The port showed a glowing—unmoving!—vision of Orbitech 1. The industrial colony filled the view, only a short distance away. They had stopped themselves with their cobbled-together engines.
Clancy ripped the restraining straps from his chest and pushed away from the acceleration chair, bellowing like a madman.
Orbitech 1 began pulling the weavewire again, slowly hauling the yo-yo in toward the waiting docking bay.
McLaris looked gray and sick, shaky. Clancy clapped him on the shoulder and helped to unstrap him. “We made it, Duncan! Have that keyboard of yours play something triumphant!”

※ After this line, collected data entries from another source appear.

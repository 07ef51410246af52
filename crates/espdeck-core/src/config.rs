// ── Runtime bridge configuration ──
//
// Describes *how* to reach a bridge and how often to poll it.
// Never touches disk: the CLI/TUI builds a `BridgeConfig` and hands it in.

use std::path::PathBuf;
use std::time::Duration;

use url::Url;

/// Default poll period.
pub const DEFAULT_POLL_INTERVAL: Duration = Duration::from_secs(3);

/// Default size of the log window requested on each poll.
pub const DEFAULT_LOG_LIMIT: usize = 50;

/// Default per-request timeout.
pub const DEFAULT_TIMEOUT: Duration = Duration::from_secs(10);

/// TLS verification strategy.
#[derive(Debug, Clone, Default, PartialEq, Eq)]
pub enum TlsVerification {
    /// System CA store (strict).
    #[default]
    SystemDefaults,
    /// Custom CA certificate file.
    CustomCa(PathBuf),
    /// Skip verification (self-signed bridge certificates).
    DangerAcceptInvalid,
}

/// Configuration for talking to a single bridge.
#[derive(Debug, Clone)]
pub struct BridgeConfig {
    /// Bridge endpoint URL (reads add `?endpoint=...`, writes POST here).
    pub endpoint: Url,
    /// TLS verification strategy.
    pub tls: TlsVerification,
    /// Request timeout.
    pub timeout: Duration,
    /// Period of the recurring refresh.
    pub poll_interval: Duration,
    /// How many of the most recent log entries to request.
    pub log_limit: usize,
}

impl BridgeConfig {
    /// Config for `endpoint` with default timing.
    pub fn new(endpoint: Url) -> Self {
        Self {
            endpoint,
            tls: TlsVerification::default(),
            timeout: DEFAULT_TIMEOUT,
            poll_interval: DEFAULT_POLL_INTERVAL,
            log_limit: DEFAULT_LOG_LIMIT,
        }
    }

    pub fn with_poll_interval(mut self, poll_interval: Duration) -> Self {
        self.poll_interval = poll_interval;
        self
    }

    pub fn with_timeout(mut self, timeout: Duration) -> Self {
        self.timeout = timeout;
        self
    }

    pub fn with_tls(mut self, tls: TlsVerification) -> Self {
        self.tls = tls;
        self
    }

    pub fn with_log_limit(mut self, log_limit: usize) -> Self {
        self.log_limit = log_limit;
        self
    }
}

Clancy felt ready to tackle anything, but McLaris didn’t look in any condition to respond to the humor. After rebounding from the opposite bulkhead, and performing a spontaneous jerk-worrble from a popular punk ballet, Clancy managed to reach the communications console. He whistled as he established contact with Clavius Base and Orbitech 1 on the open channel.
“Howdy, howdy! This is the, ahem, successful pilot of the one and only orbital yo-yo in history! Braking rockets have fired and we are home free. Forget all that stuff about ‘the Eagle has landed’—the Phoenix has risen!”
Wiay Shen manned the comm unit. Her almond eyes lit up when she saw Clancy’s face intact. The full second of light delay burned her image in Clancy’s mind. He grinned at her.
“You made it!” she cried. He heard cheers in the background from his crew. “I mean, of course you did. We weren’t really worried about you hitting Orbitech 1—”
A massive brown face moved into view. Tomkins grinned and gave them a thumbs-up. “Congratulations, you two! Cliff, you can take a rest now, but Duncan’s work is just starting.”
The Orbitech 1 ConComm broke in, overriding the transmission from Clavius Base and pushing Tomkins’s face off to the side of the screen. “Phoenix, we have you positioned and our intercept crew is ready to receive you. We are still having some difficulty contacting the Filipino emissaries—”
“Wiay, do you know what this means?” Clancy smiled smugly as he pushed his own override back to Clavius Base. The Orbitech 1 people knew what they were doing; inside the Phoenix, Clancy and McLaris could do nothing but wait anyway.
Shen’s face reappeared in the center of the screen. “Cliff, Dr. Tomkins wants to talk to Duncan. Let him—”
But Clancy couldn’t stifle his own enthusiasm. “Once we get aboard Orbitech 1 and get everything arranged, I’m coming right back home to you. Back to Clavius, I mean—”
“Cliff!”
Wiay’s tone forced him to get hold of himself. He sighed. “Uh, go ahead. Put Tomkins on.” He swiveled in the cramped compartment. “Hey, Duncan, come on over.”
McLaris needed a moment to reply. He hadn’t even left the acceleration chair yet. His eyes seemed focused on something imaginary behind the walls of Orbitech 1. “Sure, just a minute.”
It took an unusually long time for him to move into range of the monitor.
When McLaris began to talk with Tomkins, Clancy noticed that the base manager could not keep his mind on the conversation. He looked very worried.
Outside the viewport, Orbitech 1 waited for them.